The review of evidence related to individual products is incorporated as part of the listing compliance functions of the TGA’s Complementary Medicines Branch, which will be doubling review activities under the new reforms.
Importantly, pre-approval of evidence will become an option under the new assessment pathway being developed for listed medicines with the implementation of recommendation 39. The Government has also agreed that the TGA develop a monograph system (recommendation 46) that has the potential to improve the availability and accuracy of information on commonly used active ingredients for consumers and improve efficiencies for industry. Such monographs would document the evidence supporting the efficacy of the ingredients for specific indications and other relevant information.
An assessment tool has been developed by the TGA for the purpose of determining that an indication meets the eligibility criteria for inclusion in the list and therefore is considered suitable for use in listed medicines. Relevant considerations include: that the indication is describing a therapeutic use, contains an action and a target term, only refers to lower level health enhancement/health maintenance indications or symptom relief of a non-serious disease, and that the terminology used is consistent with the medicine paradigm.
The tool includes further questions to distinguish that the indication sits firmly within a lower risk context, for example: does not contain a prohibited or restricted representation, does not imply a cure or is effective in all cases and must be capable of complying with the Therapeutic Goods Advertising Code.

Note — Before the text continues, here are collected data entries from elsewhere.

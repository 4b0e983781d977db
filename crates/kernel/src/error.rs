use crate::net::TransportError;
use worldsync_persist::{CodecError, StoreError};
use worldsync_sync::{HookError, NetPointer, SyncError};

/// Errors from world lifecycle operations.
#[derive(Debug, thiserror::Error)]
pub enum WorldError {
    #[error(transparent)]
    Sync(#[from] SyncError),
    #[error(transparent)]
    Codec(#[from] CodecError),
    #[error(transparent)]
    Store(#[from] StoreError),
    #[error(transparent)]
    Transport(#[from] TransportError),
    #[error("component {type_name} ({pointer}) failed: {source}")]
    Component {
        pointer: NetPointer,
        type_name: &'static str,
        source: HookError,
    },
    #[error("session error: {0}")]
    Session(String),
    #[error("unexpected session response {0:?}")]
    UnexpectedResponse(crate::net::RequestType),
    #[error("no transport available for a networked world")]
    NoTransport,
    #[error("world is disposed")]
    Disposed,
}

/// Errors loading a [`crate::WorldManagerConfig`].
#[derive(Debug, thiserror::Error)]
pub enum ConfigError {
    #[error("io: {0}")]
    Io(#[from] std::io::Error),
    #[error("yaml: {0}")]
    Yaml(#[from] serde_yaml::Error),
}
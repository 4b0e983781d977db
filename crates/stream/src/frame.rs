use worldsync_sync::impl_sync_enum;

/// Output sample rate of every audio stream.
pub const SAMPLE_RATE: usize = 48_000;

/// Duration of one encoded audio frame. Synced as its ordinal; never
/// renumber the variants.
#[derive(Debug, Clone, Copy, PartialEq, Eq, Default)]
pub enum AudioFrameTime {
    Ms2_5,
    Ms5,
    Ms10,
    Ms20,
    Ms40,
    #[default]
    Ms60,
}

impl_sync_enum!(AudioFrameTime {
    Ms2_5,
    Ms5,
    Ms10,
    Ms20,
    Ms40,
    Ms60,
});

impl AudioFrameTime {
    pub fn millis(self) -> f32 {
        match self {
            AudioFrameTime::Ms2_5 => 2.5,
            AudioFrameTime::Ms5 => 5.0,
            AudioFrameTime::Ms10 => 10.0,
            AudioFrameTime::Ms20 => 20.0,
            AudioFrameTime::Ms40 => 40.0,
            AudioFrameTime::Ms60 => 60.0,
        }
    }

    /// Samples in one frame at [`SAMPLE_RATE`].
    pub fn sample_count(self) -> usize {
        match self {
            AudioFrameTime::Ms2_5 => 120,
            AudioFrameTime::Ms5 => 240,
            AudioFrameTime::Ms10 => 480,
            AudioFrameTime::Ms20 => 960,
            AudioFrameTime::Ms40 => 1920,
            AudioFrameTime::Ms60 => 2880,
        }
    }
}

While there is still considerable work ahead, once implemented, the reforms to the regulation of complementary medicines will benefit consumers through increased transparency measures, provision of new pathways where evidence of efficacy will be reviewed by the TGA prior to market, and strengthened compliance powers – whilst continuing to uphold some of the strictest safety and quality standards globally for this category of goods.
Emma Burchell is head of Regulatory Affairs for Complementary Medicines Australia and an expert member of the Standards Australia National Mirror Committee (HE-031 Traditional Chinese Medicine).